ABSTRACT
There are many obstacles to screening for HIV-associated neurocognitive disorders (HAND), including the influence of various sociodemographic effects on screening measures. This study examined possible racial bias on the HIV Dementia Scale (HDS) in screening for HAND among 39 Black and 84 White persons living with HIV (PLWH). Black PLWH had significantly lower raw HDS scores than White PLWH, which was mediated by lower oral word reading scores. Nevertheless, HDS scores were comparably predictive of clinical HAND diagnoses for Black and White PLWH as determined by a comprehensive battery; overall, individuals who failed the HDS were three times as likely to have HAND as compared to those who performed within normal limits (sensitivity = .26, specificity = .94). Consistent with prior literature exploring race-group differences, findings suggest that lower scores among Black PLWH compared to White PLWH on a commonly-used screening measure for HAND are partly explained by reading scores, perhaps reflecting differences in educational quality and opportunities. However, race-group differences did not affect the classification accuracy of the HDS in detecting HAND, although overall diagnostic accuracy was modest in both groups.
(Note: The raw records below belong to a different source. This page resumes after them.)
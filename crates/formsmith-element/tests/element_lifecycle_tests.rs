//! Element lifecycle integration tests
//!
//! Drives a component the way a host page would: attributes in, input and
//! clicks, events and markup out.

use formsmith_element::{ClickOutcome, FormComponent, FormConfig};
use formsmith_forms::{CollectingSink, JsonLinesSink, SubmitEvent};
use rstest::*;
use serde_json::json;
use std::time::{Duration, Instant};

const SIGN_UP_FIELDS: &str = r#"[
	{"fieldLabel": "Username", "fieldType": "text", "fieldName": "username",
	 "validators": [{"type": "required", "message": "Username is required"},
	                {"type": "minLength", "value": 3, "message": "Minimum 3 characters"}]},
	{"fieldLabel": "Password", "fieldType": "password", "fieldName": "password",
	 "validators": [{"type": "required"}, {"type": "regex", "value": "[0-9]", "message": "Needs a digit"}]},
	{"fieldLabel": "Confirm Password", "fieldType": "password", "fieldName": "confirmPassword",
	 "dependsOn": {"fieldName": "password", "message": "Must match"}}
]"#;

const SIGN_UP_BUTTONS: &str = r#"[
	{"buttonLabel": "Register", "checkValidation": true, "buttonPosition": "right"},
	{"buttonLabel": "Cancel", "buttonColor": "bg-gray-200", "action": "reset"}
]"#;

#[fixture]
fn sign_up() -> FormConfig {
	FormConfig::from_attributes([
		("form-name", "Sign Up"),
		("form-field", SIGN_UP_FIELDS),
		("buttons", SIGN_UP_BUTTONS),
		("remember-me", "true"),
		("reset-on-submit", "yes"),
	])
	.unwrap()
}

#[rstest]
fn test_register_flow_emits_once_and_resets(sign_up: FormConfig) {
	// Arrange
	let mut component = FormComponent::mount(sign_up, CollectingSink::new()).unwrap();
	let now = Instant::now();

	// Act: invalid input keeps Register disabled
	component.input("username", "al").unwrap();
	component.input("password", "abc").unwrap();
	let states = component.button_states();

	// Assert
	assert!(!states[0].enabled);
	assert!(states[1].enabled);
	assert_eq!(states[1].class, "bg-gray-200 px-6 py-3");
	assert_eq!(
		component.form().error("username").map(|e| e.message()),
		Some("Minimum 3 characters")
	);
	assert_eq!(
		component.form().error("password").map(|e| e.message()),
		Some("Needs a digit")
	);

	// Act: fix everything and click Register
	component.input("username", "alice").unwrap();
	component.input("password", "abc1").unwrap();
	component.input("confirmPassword", "abc1").unwrap();
	component.set_remember_me(true);
	let outcome = component.click(0, now);

	// Assert
	assert!(matches!(outcome, ClickOutcome::Submitted(ref result) if result.is_ok()));
	let events = component.sink().events();
	assert_eq!(events.len(), 1);
	assert_eq!(events[0].event_type, "login-submit");
	assert_eq!(
		serde_json::Value::Object(events[0].detail.clone()),
		json!({ "username": "alice", "password": "abc1", "rememberMe": true })
	);
	assert_eq!(component.form().value("username"), Some(&json!("")));
	assert_eq!(component.remember_me(), Some(false));
	assert!(!component.button_states()[0].enabled);
}

#[rstest]
fn test_render_reflects_errors_notice_and_remember_me(sign_up: FormConfig) {
	// Arrange
	let mut component = FormComponent::mount(sign_up, CollectingSink::new()).unwrap();
	let start = Instant::now();
	component.input("password", "abc1").unwrap();
	component.input("confirmPassword", "abc2").unwrap();

	// Act
	let before = component.render(start);
	component.input("username", "alice").unwrap();
	component.input("confirmPassword", "abc1").unwrap();
	component.submit(start);
	let during = component.render(start + Duration::from_secs(1));
	let after = component.render(start + Duration::from_secs(4));

	// Assert
	assert!(before.contains(">Must match</div>"));
	assert!(before.contains(r#"placeholder="Enter your confirm password""#));
	assert!(before.contains(r#"name="rememberMe""#));
	assert!(before.contains(r#"<div class="flex justify-end gap-2 mt-4">"#));
	assert!(during.contains("Form submitted successfully!"));
	assert!(!after.contains("Form submitted successfully!"));
}

#[rstest]
fn test_remember_me_absent_when_not_configured() {
	// Arrange
	let config = FormConfig::new()
		.with_attribute("form-field", r#"[{"fieldName": "q", "fieldType": "search"}]"#)
		.unwrap()
		.with_attribute("remember-me", "off")
		.unwrap();
	let mut component = FormComponent::mount(config, CollectingSink::new()).unwrap();

	// Act
	component.set_remember_me(true);
	let result = component.submit(Instant::now());

	// Assert
	assert!(!result.payload().unwrap().contains_key("rememberMe"));
	assert!(!component.render(Instant::now()).contains("rememberMe"));
}

#[rstest]
fn test_json_lines_sink_receives_serialized_events(sign_up: FormConfig) {
	// Arrange
	let mut component = FormComponent::mount(sign_up, JsonLinesSink::new(Vec::new())).unwrap();
	component.input("username", "alice").unwrap();
	component.input("password", "abc1").unwrap();
	component.input("confirmPassword", "abc1").unwrap();

	// Act
	component.submit(Instant::now());

	// Assert
	let output = String::from_utf8(component.into_sink().into_inner()).unwrap();
	let event: SubmitEvent = serde_json::from_str(output.trim_end()).unwrap();
	assert_eq!(event.form_name, "Sign Up");
	assert_eq!(event.detail.get("rememberMe"), Some(&json!(false)));
}
//! Button schema and enablement policy
//!
//! Whether a button accepts clicks is a pure function of its
//! `checkValidation` flag and the form's validity and dirtiness. Its visual
//! state follows from that one boolean.

use serde::{Deserialize, Deserializer, Serialize};

pub const DEFAULT_BUTTON_LABEL: &str = "Button";
pub const DEFAULT_BUTTON_COLOR: &str = "bg-blue-500";
pub const DEFAULT_BUTTON_SIZE: &str = "px-6 py-3";
pub const DISABLED_BUTTON_CLASS: &str = "bg-gray-400 cursor-not-allowed";

fn default_label() -> String {
	DEFAULT_BUTTON_LABEL.to_string()
}

fn default_color() -> String {
	DEFAULT_BUTTON_COLOR.to_string()
}

fn default_size() -> String {
	DEFAULT_BUTTON_SIZE.to_string()
}

fn label_or_default<'de, D: Deserializer<'de>>(deserializer: D) -> Result<String, D::Error> {
	Ok(Option::<String>::deserialize(deserializer)?.unwrap_or_else(default_label))
}

fn color_or_default<'de, D: Deserializer<'de>>(deserializer: D) -> Result<String, D::Error> {
	Ok(Option::<String>::deserialize(deserializer)?.unwrap_or_else(default_color))
}

fn size_or_default<'de, D: Deserializer<'de>>(deserializer: D) -> Result<String, D::Error> {
	Ok(Option::<String>::deserialize(deserializer)?.unwrap_or_else(default_size))
}

/// An explicit `null` reads the same as a missing key.
fn null_as_default<'de, D, T>(deserializer: D) -> Result<T, D::Error>
where
	D: Deserializer<'de>,
	T: Deserialize<'de> + Default,
{
	Ok(Option::<T>::deserialize(deserializer)?.unwrap_or_default())
}

#[derive(Debug, Clone, Copy, Default, PartialEq, Eq, Hash, Serialize, Deserialize)]
#[serde(rename_all = "lowercase")]
pub enum ButtonPosition {
	#[default]
	Left,
	Center,
	Right,
}

impl ButtonPosition {
	/// Flexbox justification class for a group of buttons at this position.
	pub fn justify_class(&self) -> &'static str {
		match self {
			ButtonPosition::Left => "justify-start",
			ButtonPosition::Center => "justify-center",
			ButtonPosition::Right => "justify-end",
		}
	}
}

/// What clicking an enabled button does.
#[derive(Debug, Clone, Copy, Default, PartialEq, Eq, Serialize, Deserialize)]
#[serde(rename_all = "lowercase")]
pub enum ButtonAction {
	#[default]
	Submit,
	/// Restore defaults without emitting anything.
	Reset,
}

impl ButtonAction {
	pub fn html_type(&self) -> &'static str {
		match self {
			ButtonAction::Submit => "submit",
			ButtonAction::Reset => "reset",
		}
	}
}

/// Declarative description of one form button.
///
/// Missing attributes take the custom element's defaults.
///
/// # Examples
///
/// ```
/// use formsmith_forms::{ButtonPosition, ButtonSchema};
///
/// let button: ButtonSchema = serde_json::from_str(r#"{"buttonLabel": "Sign In", "checkValidation": true}"#).unwrap();
/// assert_eq!(button.label, "Sign In");
/// assert_eq!(button.color, "bg-blue-500");
/// assert_eq!(button.size, "px-6 py-3");
/// assert_eq!(button.position, ButtonPosition::Left);
/// assert!(button.check_validation);
/// ```
#[derive(Debug, Clone, PartialEq, Eq, Serialize, Deserialize)]
#[serde(rename_all = "camelCase")]
pub struct ButtonSchema {
	#[serde(
		rename = "buttonLabel",
		alias = "label",
		default = "default_label",
		deserialize_with = "label_or_default"
	)]
	pub label: String,

	#[serde(
		rename = "buttonColor",
		alias = "color",
		default = "default_color",
		deserialize_with = "color_or_default"
	)]
	pub color: String,

	#[serde(
		rename = "buttonSize",
		alias = "size",
		default = "default_size",
		deserialize_with = "size_or_default"
	)]
	pub size: String,

	#[serde(
		rename = "buttonPosition",
		alias = "position",
		default,
		deserialize_with = "null_as_default"
	)]
	pub position: ButtonPosition,

	#[serde(default, deserialize_with = "null_as_default")]
	pub check_validation: bool,

	#[serde(default, deserialize_with = "null_as_default")]
	pub action: ButtonAction,
}

impl Default for ButtonSchema {
	fn default() -> Self {
		Self {
			label: default_label(),
			color: default_color(),
			size: default_size(),
			position: ButtonPosition::default(),
			check_validation: false,
			action: ButtonAction::default(),
		}
	}
}

impl ButtonSchema {
	pub fn new(label: impl Into<String>) -> Self {
		Self {
			label: label.into(),
			..Self::default()
		}
	}

	pub fn with_color(mut self, color: impl Into<String>) -> Self {
		self.color = color.into();
		self
	}

	pub fn with_size(mut self, size: impl Into<String>) -> Self {
		self.size = size.into();
		self
	}

	pub fn with_position(mut self, position: ButtonPosition) -> Self {
		self.position = position;
		self
	}

	pub fn with_action(mut self, action: ButtonAction) -> Self {
		self.action = action;
		self
	}

	/// Gate this button on the form being valid and dirty.
	pub fn checked(mut self) -> Self {
		self.check_validation = true;
		self
	}

	/// Derive the rendered state of this button for the given form flags.
	pub fn state(&self, form_valid: bool, form_dirty: bool) -> ButtonState {
		let enabled = button_enabled(self, form_valid, form_dirty);
		let class = if enabled {
			format!("{} {}", self.color, self.size)
		} else {
			format!("{} {}", DISABLED_BUTTON_CLASS, self.size)
		};
		ButtonState {
			label: self.label.clone(),
			position: self.position,
			action: self.action,
			enabled,
			class,
		}
	}
}

/// `true` unless the button checks validation and the form is not both
/// valid and dirty.
///
/// # Examples
///
/// ```
/// use formsmith_forms::{ButtonSchema, button_enabled};
///
/// let cancel = ButtonSchema::new("Cancel");
/// assert!(button_enabled(&cancel, false, false));
///
/// let sign_in = ButtonSchema::new("Sign In").checked();
/// assert!(!button_enabled(&sign_in, true, false));
/// assert!(!button_enabled(&sign_in, false, true));
/// assert!(button_enabled(&sign_in, true, true));
/// ```
pub fn button_enabled(button: &ButtonSchema, form_valid: bool, form_dirty: bool) -> bool {
	!button.check_validation || (form_valid && form_dirty)
}

/// Rendered state of one button.
#[derive(Debug, Clone, PartialEq, Eq, Serialize, Deserialize)]
#[serde(rename_all = "camelCase")]
pub struct ButtonState {
	pub label: String,
	pub position: ButtonPosition,
	pub action: ButtonAction,
	pub enabled: bool,
	/// Class list: configured color and size when enabled, gray when not.
	pub class: String,
}

#[cfg(test)]
mod tests {
	use super::*;
	use rstest::rstest;
	use serde_json::json;

	#[rstest]
	#[case(false, false)]
	#[case(false, true)]
	#[case(true, false)]
	#[case(true, true)]
	fn test_unchecked_button_always_enabled(#[case] valid: bool, #[case] dirty: bool) {
		let button = ButtonSchema::new("Cancel");
		assert!(button_enabled(&button, valid, dirty));
	}

	#[rstest]
	#[case(false, false, false)]
	#[case(false, true, false)]
	#[case(true, false, false)]
	#[case(true, true, true)]
	fn test_checked_button_needs_valid_and_dirty(
		#[case] valid: bool,
		#[case] dirty: bool,
		#[case] expected: bool,
	) {
		let button = ButtonSchema::new("Sign In").checked();
		assert_eq!(button_enabled(&button, valid, dirty), expected);
	}

	#[rstest]
	fn test_state_styling_follows_enablement() {
		// Arrange
		let button = ButtonSchema::new("Sign In")
			.with_color("bg-green-500")
			.with_size("px-8 py-4")
			.checked();

		// Act
		let disabled = button.state(false, true);
		let enabled = button.state(true, true);

		// Assert
		assert!(!disabled.enabled);
		assert_eq!(disabled.class, "bg-gray-400 cursor-not-allowed px-8 py-4");
		assert!(enabled.enabled);
		assert_eq!(enabled.class, "bg-green-500 px-8 py-4");
	}

	#[rstest]
	fn test_button_schema_short_names_and_action() {
		// Arrange
		let raw = json!({
			"label": "Reset",
			"color": "bg-red-500",
			"position": "right",
			"action": "reset"
		});

		// Act
		let button: ButtonSchema = serde_json::from_value(raw).unwrap();

		// Assert
		assert_eq!(button.label, "Reset");
		assert_eq!(button.color, "bg-red-500");
		assert_eq!(button.size, DEFAULT_BUTTON_SIZE);
		assert_eq!(button.position, ButtonPosition::Right);
		assert_eq!(button.action, ButtonAction::Reset);
		assert!(!button.check_validation);
	}

	#[rstest]
	fn test_null_button_values_take_defaults() {
		// Arrange
		let raw = json!({
			"buttonLabel": null,
			"buttonColor": null,
			"buttonSize": null,
			"buttonPosition": null,
			"checkValidation": null,
			"action": null
		});

		// Act
		let button: ButtonSchema = serde_json::from_value(raw).unwrap();

		// Assert
		assert_eq!(button, ButtonSchema::default());
	}

	#[rstest]
	fn test_empty_button_object_takes_defaults() {
		let button: ButtonSchema = serde_json::from_value(json!({})).unwrap();
		assert_eq!(button, ButtonSchema::default());
	}
}
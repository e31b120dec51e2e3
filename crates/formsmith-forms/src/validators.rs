//! Validator engine
//!
//! Validators are a closed set of tagged variants. A field's value is checked
//! in fixed stages, and the first failing check reports:
//!
//! 1. `required`
//! 2. `minLength` / `maxLength`, in list order
//! 3. `pattern`, in list order
//! 4. `email`, only for email-kind fields
//! 5. `dependsOn`
//!
//! Unknown validator tags in a schema document are skipped, not rejected.

use crate::field::{FieldError, FieldKind, FieldResult, is_blank, value_text};
use crate::schema::CompiledField;
use regex::Regex;
use serde::{Deserialize, Deserializer, Serialize};
use serde_json::Value;
use std::collections::HashMap;
use std::sync::LazyLock;

pub const REQUIRED_MESSAGE: &str = "This field is required";
pub const MIN_LENGTH_MESSAGE: &str = "Minimum length not met";
pub const MAX_LENGTH_MESSAGE: &str = "Maximum length exceeded";
pub const PATTERN_MESSAGE: &str = "Invalid format";
pub const EMAIL_MESSAGE: &str = "Invalid email format";

/// Threshold used by a `maxLength` validator that carries no value.
pub const DEFAULT_MAX_LENGTH: usize = 100;

static EMAIL_REGEX: LazyLock<Regex> = LazyLock::new(|| {
	Regex::new(r"^[^\s@]+@[^\s@]+\.[^\s@]+$").expect("EMAIL_REGEX: invalid regex pattern")
});

fn default_max_length() -> usize {
	DEFAULT_MAX_LENGTH
}

/// A length bound as written in a schema document: `3` or `"3"`.
#[derive(Deserialize)]
#[serde(untagged)]
enum LengthBound {
	Number(usize),
	Text(String),
}

fn length_bound<'de, D>(deserializer: D, fallback: usize) -> Result<usize, D::Error>
where
	D: Deserializer<'de>,
{
	match Option::<LengthBound>::deserialize(deserializer)? {
		None => Ok(fallback),
		Some(LengthBound::Number(value)) => Ok(value),
		Some(LengthBound::Text(text)) if text.trim().is_empty() => Ok(fallback),
		Some(LengthBound::Text(text)) => text
			.trim()
			.parse()
			.map_err(|_| serde::de::Error::custom(format!("invalid length bound: {text:?}"))),
	}
}

fn min_length_bound<'de, D: Deserializer<'de>>(deserializer: D) -> Result<usize, D::Error> {
	length_bound(deserializer, 0)
}

fn max_length_bound<'de, D: Deserializer<'de>>(deserializer: D) -> Result<usize, D::Error> {
	length_bound(deserializer, DEFAULT_MAX_LENGTH)
}

/// One validation rule attached to a field.
///
/// # Examples
///
/// ```
/// use formsmith_forms::Validator;
///
/// let validator: Validator =
///     serde_json::from_str(r#"{"type": "minLength", "value": 3, "message": "Too short"}"#).unwrap();
/// assert_eq!(validator, Validator::min_length(3).with_message("Too short"));
/// ```
#[derive(Debug, Clone, PartialEq, Eq, Serialize, Deserialize)]
#[serde(tag = "type", rename_all = "camelCase")]
pub enum Validator {
	Required {
		#[serde(default, skip_serializing_if = "Option::is_none")]
		message: Option<String>,
	},
	MinLength {
		#[serde(default, deserialize_with = "min_length_bound")]
		value: usize,
		#[serde(default, skip_serializing_if = "Option::is_none")]
		message: Option<String>,
	},
	MaxLength {
		#[serde(default = "default_max_length", deserialize_with = "max_length_bound")]
		value: usize,
		#[serde(default, skip_serializing_if = "Option::is_none")]
		message: Option<String>,
	},
	#[serde(alias = "regex")]
	Pattern {
		value: String,
		#[serde(default, skip_serializing_if = "Option::is_none")]
		message: Option<String>,
	},
	Email {
		#[serde(default, skip_serializing_if = "Option::is_none")]
		message: Option<String>,
	},
}

impl Validator {
	pub fn required() -> Self {
		Validator::Required { message: None }
	}

	pub fn min_length(value: usize) -> Self {
		Validator::MinLength {
			value,
			message: None,
		}
	}

	pub fn max_length(value: usize) -> Self {
		Validator::MaxLength {
			value,
			message: None,
		}
	}

	pub fn pattern(source: impl Into<String>) -> Self {
		Validator::Pattern {
			value: source.into(),
			message: None,
		}
	}

	pub fn email() -> Self {
		Validator::Email { message: None }
	}

	/// Sets a custom error message returned on validation failure.
	///
	/// # Examples
	///
	/// ```
	/// use formsmith_forms::Validator;
	///
	/// let validator = Validator::required().with_message("Username is required");
	/// assert_eq!(validator.message(), "Username is required");
	/// assert_eq!(Validator::required().message(), "This field is required");
	/// ```
	pub fn with_message(mut self, text: impl Into<String>) -> Self {
		let slot = match &mut self {
			Validator::Required { message }
			| Validator::MinLength { message, .. }
			| Validator::MaxLength { message, .. }
			| Validator::Pattern { message, .. }
			| Validator::Email { message } => message,
		};
		*slot = Some(text.into());
		self
	}

	/// The configured message, or the default for this kind of validator.
	pub fn message(&self) -> &str {
		match self {
			Validator::Required { message } => message.as_deref().unwrap_or(REQUIRED_MESSAGE),
			Validator::MinLength { message, .. } => {
				message.as_deref().unwrap_or(MIN_LENGTH_MESSAGE)
			}
			Validator::MaxLength { message, .. } => {
				message.as_deref().unwrap_or(MAX_LENGTH_MESSAGE)
			}
			Validator::Pattern { message, .. } => message.as_deref().unwrap_or(PATTERN_MESSAGE),
			Validator::Email { message } => message.as_deref().unwrap_or(EMAIL_MESSAGE),
		}
	}
}

/// Deserialize a validator list, skipping entries with unknown tags or
/// malformed parameters.
pub(crate) fn deserialize_validators<'de, D>(deserializer: D) -> Result<Vec<Validator>, D::Error>
where
	D: Deserializer<'de>,
{
	let raw = Option::<Vec<Value>>::deserialize(deserializer)?.unwrap_or_default();

	Ok(raw
		.into_iter()
		.filter_map(|entry| {
			let tag = entry
				.get("type")
				.and_then(Value::as_str)
				.unwrap_or("<missing>")
				.to_string();
			match serde_json::from_value::<Validator>(entry) {
				Ok(validator) => Some(validator),
				Err(error) => {
					tracing::debug!(tag = %tag, %error, "skipping unsupported validator");
					None
				}
			}
		})
		.collect())
}

/// Validate one field's value against its rules and dependency.
///
/// `all_values` supplies the current value of the field referenced by
/// `dependsOn`; a missing entry reads as empty.
pub fn validate(
	field: &CompiledField,
	value: Option<&Value>,
	all_values: &HashMap<String, Value>,
) -> FieldResult<()> {
	let schema = field.schema();
	let text = value_text(value);

	for validator in &schema.validators {
		if let Validator::Required { .. } = validator
			&& is_blank(value)
		{
			return Err(FieldError::Validation(validator.message().to_string()));
		}
	}

	let length = text.chars().count();
	for validator in &schema.validators {
		let failed = match validator {
			Validator::MinLength { value: min, .. } => length < *min,
			Validator::MaxLength { value: max, .. } => length > *max,
			_ => false,
		};
		if failed {
			return Err(FieldError::Validation(validator.message().to_string()));
		}
	}

	for pattern in field.patterns() {
		if !pattern.is_match(&text) {
			return Err(FieldError::Validation(pattern.message().to_string()));
		}
	}

	if schema.kind == FieldKind::Email {
		for validator in &schema.validators {
			if let Validator::Email { .. } = validator
				&& !EMAIL_REGEX.is_match(&text)
			{
				return Err(FieldError::Validation(validator.message().to_string()));
			}
		}
	}

	if let Some(dependency) = &schema.depends_on {
		let expected = value_text(all_values.get(&dependency.field_name));
		if text != expected {
			return Err(FieldError::Dependency {
				field: dependency.field_name.clone(),
				message: dependency.message.clone(),
			});
		}
	}

	Ok(())
}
Future work should determine the optimal neurocognitive screening methods for Black PLWH and other under-represented ethnoracial groups.
Acknowledgements
The authors would like to thank the University of California, San Diego HIV Neurobehavioral Research Program (HNRP) Group (I. Grant, PI) for their infrastructure support of the parent R01. The authors are especially grateful to Donald Franklin, Dr. Erin Morgan, Clint Cushman, and Stephanie Corkran for their assistance with data processing, Marizela Verduzco for her assistance with study management, Dr. Scott Letendre and Dr. Ronald J. Ellis for their assistance with the neuromedical aspects of the parent project, and Dr. J. Hampton Atkinson and Jennifer Marquie Beck for their assistance with participant recruitment and retention. The views written in this article are those of the authors and do not reflect the official policy or position of the Department of the Navy, Department of Defense, nor the United States Government. The authors would also like to thank the study volunteers for their participation.
Disclosure statement
No potential conflict of interest was reported by the author(s).
Notes
1 Race remained an independent predictor in linear regressions predicting both raw and demographically-adjusted normative HDS scores that included these demographic and clinical covariates.